Looking beyond 2025, it’s clear that the digitisation of the NHS is an ongoing journey rather than a one-off destination. The foundations being laid now – universal electronic records, connected data flows, and a workforce open to innovation – will enable the next leaps in healthcare transformation. We can expect future years to bring even more advanced AI diagnostics, greater patient empowerment through apps and wearables, and new care models that blur traditional boundaries. But success in that future depends on getting the basics right today.
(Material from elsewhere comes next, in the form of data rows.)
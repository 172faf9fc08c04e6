//! Priority-ordered fallback across sources for a single point.

use std::sync::Arc;
use std::time::Duration;
use tokio::time::timeout;
use tracing::{debug, error, warn};

use crate::error::SourceFailure;
use crate::limiter::Throttle;
use crate::models::{Reading, SourceLabel};
use crate::sources::{PointQuery, SourceClient};
use crate::synthetic::SyntheticGenerator;

/// Default bound on a single upstream call
pub const DEFAULT_CALL_TIMEOUT: Duration = Duration::from_secs(10);

/// A source that was tried and failed
#[derive(Debug, Clone, PartialEq)]
pub struct Attempt {
    pub source: SourceLabel,
    pub failure: SourceFailure,
}

/// The reading chosen for a point, plus the failures on the way there
#[derive(Debug, Clone)]
pub struct Resolution {
    pub reading: Reading,
    pub attempts: Vec<Attempt>,
}

impl Resolution {
    /// Number of attempts that failed because the payload had the wrong shape
    #[must_use]
    pub fn schema_failures(&self) -> usize {
        self.attempts
            .iter()
            .filter(|a| a.failure.is_schema())
            .count()
    }
}

/// Tries each source in order and falls back to a synthetic reading.
///
/// Sources are never retried. The first successful reading wins and later
/// sources are not called.
pub struct FallbackOrchestrator {
    chain: Vec<Arc<dyn SourceClient>>,
    fallback: SyntheticGenerator,
    call_timeout: Duration,
    throttle: Arc<Throttle>,
}

impl FallbackOrchestrator {
    #[must_use]
    pub fn new(chain: Vec<Arc<dyn SourceClient>>, fallback: SyntheticGenerator) -> Self {
        Self {
            chain,
            fallback,
            call_timeout: DEFAULT_CALL_TIMEOUT,
            throttle: Arc::new(Throttle::disabled()),
        }
    }

    #[must_use]
    pub fn with_call_timeout(mut self, call_timeout: Duration) -> Self {
        self.call_timeout = call_timeout;
        self
    }

    /// Share a throttle with other orchestrators hitting the same providers.
    #[must_use]
    pub fn with_throttle(mut self, throttle: Arc<Throttle>) -> Self {
        self.throttle = throttle;
        self
    }

    /// Source labels in priority order
    #[must_use]
    pub fn chain_labels(&self) -> Vec<SourceLabel> {
        self.chain.iter().map(|source| source.label()).collect()
    }

    #[must_use]
    pub fn fallback(&self) -> &SyntheticGenerator {
        &self.fallback
    }

    /// Resolve one point to exactly one reading.
    pub async fn resolve(&self, query: &PointQuery) -> Resolution {
        let mut attempts = Vec::new();

        for source in &self.chain {
            let label = source.label();
            self.throttle.acquire().await;

            let outcome = match timeout(self.call_timeout, source.fetch(query)).await {
                Ok(outcome) => outcome,
                Err(_) => Err(SourceFailure::UpstreamUnreachable(format!(
                    "no answer within {:?}",
                    self.call_timeout
                ))),
            };

            match outcome {
                Ok(reading) => {
                    debug!(
                        "{} answered for {} after {} failed attempts",
                        label.as_str(),
                        query.point.name,
                        attempts.len()
                    );
                    return Resolution { reading, attempts };
                }
                Err(failure) => {
                    if failure.is_schema() {
                        error!(
                            source = label.as_str(),
                            point = %query.point.name,
                            failure_kind = "schema",
                            "Unexpected payload shape: {}",
                            failure
                        );
                    } else {
                        warn!(
                            source = label.as_str(),
                            point = %query.point.name,
                            failure_kind = failure.reason(),
                            "Source failed: {}",
                            failure
                        );
                    }
                    attempts.push(Attempt {
                        source: label,
                        failure,
                    });
                }
            }
        }

        warn!(
            "All {} sources failed for {}, using synthetic reading",
            self.chain.len(),
            query.point.name
        );
        Resolution {
            reading: self.fallback.reading(&query.point, query.now),
            attempts,
        }
    }
}

#[cfg(test)]
pub(crate) mod tests {
    use super::*;
    use crate::models::{AirQualitySnapshot, Concentrations, GeoPoint, ReadingData};
    use crate::synthetic::{StaticBaselines, SyntheticKind};
    use async_trait::async_trait;
    use chrono::Utc;
    use std::sync::atomic::{AtomicUsize, Ordering};

    /// Scripted source used by orchestrator and aggregation tests
    pub(crate) struct FakeSource {
        pub label: SourceLabel,
        pub behaviour: Behaviour,
        pub calls: AtomicUsize,
    }

    #[derive(Clone)]
    pub(crate) enum Behaviour {
        Succeed,
        Fail(SourceFailure),
        Hang,
        Panic,
        /// Fail for points whose name is listed
        FailFor(Vec<&'static str>),
        /// Panic for points whose name is listed
        PanicFor(Vec<&'static str>),
    }

    impl FakeSource {
        pub(crate) fn new(label: SourceLabel, behaviour: Behaviour) -> Arc<Self> {
            Arc::new(Self {
                label,
                behaviour,
                calls: AtomicUsize::new(0),
            })
        }

        pub(crate) fn calls(&self) -> usize {
            self.calls.load(Ordering::SeqCst)
        }

        fn reading(&self, query: &PointQuery) -> Reading {
            Reading::live(
                self.label,
                ReadingData::AirQualitySnapshot(AirQualitySnapshot::new(
                    query.point.name.clone(),
                    None,
                    Concentrations {
                        pm10: Some(20.0),
                        ..Concentrations::default()
                    },
                    None,
                )),
            )
        }
    }

    #[async_trait]
    impl SourceClient for FakeSource {
        fn label(&self) -> SourceLabel {
            self.label
        }

        async fn fetch(&self, query: &PointQuery) -> Result<Reading, SourceFailure> {
            self.calls.fetch_add(1, Ordering::SeqCst);
            match &self.behaviour {
                Behaviour::Succeed => Ok(self.reading(query)),
                Behaviour::Fail(failure) => Err(failure.clone()),
                Behaviour::Hang => std::future::pending().await,
                Behaviour::Panic => panic!("source exploded for {}", query.point.name),
                Behaviour::PanicFor(names) => {
                    if names.contains(&query.point.name.as_str()) {
                        panic!("source exploded for {}", query.point.name);
                    }
                    Ok(self.reading(query))
                }
                Behaviour::FailFor(names) => {
                    if names.contains(&query.point.name.as_str()) {
                        Err(SourceFailure::EmptyResult("scripted".into()))
                    } else {
                        Ok(self.reading(query))
                    }
                }
            }
        }
    }

    pub(crate) fn chain(sources: &[&Arc<FakeSource>]) -> Vec<Arc<dyn SourceClient>> {
        sources
            .iter()
            .map(|source| Arc::clone(*source) as Arc<dyn SourceClient>)
            .collect()
    }

    pub(crate) fn synthetic() -> SyntheticGenerator {
        SyntheticGenerator::new(
            SyntheticKind::AirQuality,
            Arc::new(StaticBaselines::default()),
        )
    }

    fn query() -> PointQuery {
        PointQuery::new(GeoPoint::new("Seoul", 37.5665, 126.978), Utc::now())
    }

    #[tokio::test]
    async fn test_first_success_short_circuits() {
        let first = FakeSource::new(SourceLabel::Asos, Behaviour::Succeed);
        let second = FakeSource::new(SourceLabel::GridNowcast, Behaviour::Succeed);
        let orchestrator = FallbackOrchestrator::new(chain(&[&first, &second]), synthetic());

        let resolution = orchestrator.resolve(&query()).await;
        assert_eq!(resolution.reading.source_label, SourceLabel::Asos);
        assert!(resolution.attempts.is_empty());
        assert_eq!(first.calls(), 1);
        assert_eq!(second.calls(), 0);
    }

    #[tokio::test]
    async fn test_falls_through_in_order() {
        let first = FakeSource::new(
            SourceLabel::Asos,
            Behaviour::Fail(SourceFailure::UpstreamUnreachable("refused".into())),
        );
        let second = FakeSource::new(
            SourceLabel::GridNowcast,
            Behaviour::Fail(SourceFailure::SchemaMismatch("missing body".into())),
        );
        let third = FakeSource::new(SourceLabel::GridForecast, Behaviour::Succeed);
        let orchestrator = FallbackOrchestrator::new(
            chain(&[&first, &second, &third]),
            synthetic(),
        );

        let resolution = orchestrator.resolve(&query()).await;
        assert_eq!(resolution.reading.source_label, SourceLabel::GridForecast);
        assert!(!resolution.reading.is_synthetic);
        assert_eq!(
            resolution
                .attempts
                .iter()
                .map(|a| a.source)
                .collect::<Vec<_>>(),
            vec![SourceLabel::Asos, SourceLabel::GridNowcast]
        );
        assert_eq!(resolution.schema_failures(), 1);
        assert_eq!((first.calls(), second.calls(), third.calls()), (1, 1, 1));
    }

    #[tokio::test]
    async fn test_all_failures_yield_synthetic() {
        let only = FakeSource::new(
            SourceLabel::AirKorea,
            Behaviour::Fail(SourceFailure::UpstreamErrorCode {
                code: "30".into(),
                message: "bad key".into(),
            }),
        );
        let orchestrator = FallbackOrchestrator::new(chain(&[&only]), synthetic());

        let resolution = orchestrator.resolve(&query()).await;
        assert!(resolution.reading.is_synthetic);
        assert_eq!(resolution.reading.source_label, SourceLabel::Synthetic);
        assert_eq!(resolution.attempts.len(), 1);
        assert_eq!(only.calls(), 1);
    }

    #[tokio::test]
    async fn test_empty_chain_is_synthetic() {
        let orchestrator = FallbackOrchestrator::new(Vec::new(), synthetic());
        let resolution = orchestrator.resolve(&query()).await;
        assert!(resolution.reading.is_synthetic);
        assert!(resolution.attempts.is_empty());
    }

    #[tokio::test(start_paused = true)]
    async fn test_hanging_source_times_out() {
        let hanging = FakeSource::new(SourceLabel::Asos, Behaviour::Hang);
        let backup = FakeSource::new(SourceLabel::GridNowcast, Behaviour::Succeed);
        let orchestrator = FallbackOrchestrator::new(chain(&[&hanging, &backup]), synthetic())
            .with_call_timeout(Duration::from_secs(10));

        let start = tokio::time::Instant::now();
        let resolution = orchestrator.resolve(&query()).await;
        assert_eq!(start.elapsed(), Duration::from_secs(10));
        assert_eq!(resolution.reading.source_label, SourceLabel::GridNowcast);
        assert!(matches!(
            resolution.attempts[0].failure,
            SourceFailure::UpstreamUnreachable(_)
        ));
    }

    #[tokio::test(start_paused = true)]
    async fn test_throttle_spaces_upstream_calls() {
        let failing = FakeSource::new(
            SourceLabel::Asos,
            Behaviour::Fail(SourceFailure::EmptyResult("none".into())),
        );
        let backup = FakeSource::new(SourceLabel::GridNowcast, Behaviour::Succeed);
        let orchestrator = FallbackOrchestrator::new(chain(&[&failing, &backup]), synthetic())
            .with_throttle(Arc::new(Throttle::new(Duration::from_millis(200), 1)));

        let start = tokio::time::Instant::now();
        orchestrator.resolve(&query()).await;
        assert_eq!(start.elapsed(), Duration::from_millis(200));
    }
}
For NHS decision-makers, the message for 2025 is to keep momentum and focus on value. Every digital initiative should ultimately be judged by how it improves patient care, enhances staff efficiency, or saves resources. Scalable platforms like Cambric’s Morse EPR demonstrate how aligning with NHS priorities – mobile access, interoperability, user-centric design – can turn policy goals into practical benefits at the front line. By embracing such innovations and addressing the cultural and logistical challenges that come with them, NHS leaders can ensure that digital transformation delivers on its promise: a smarter, more connected health service that is fit for the future, improving outcomes for patients and easing the burden on our invaluable healthcare workforce.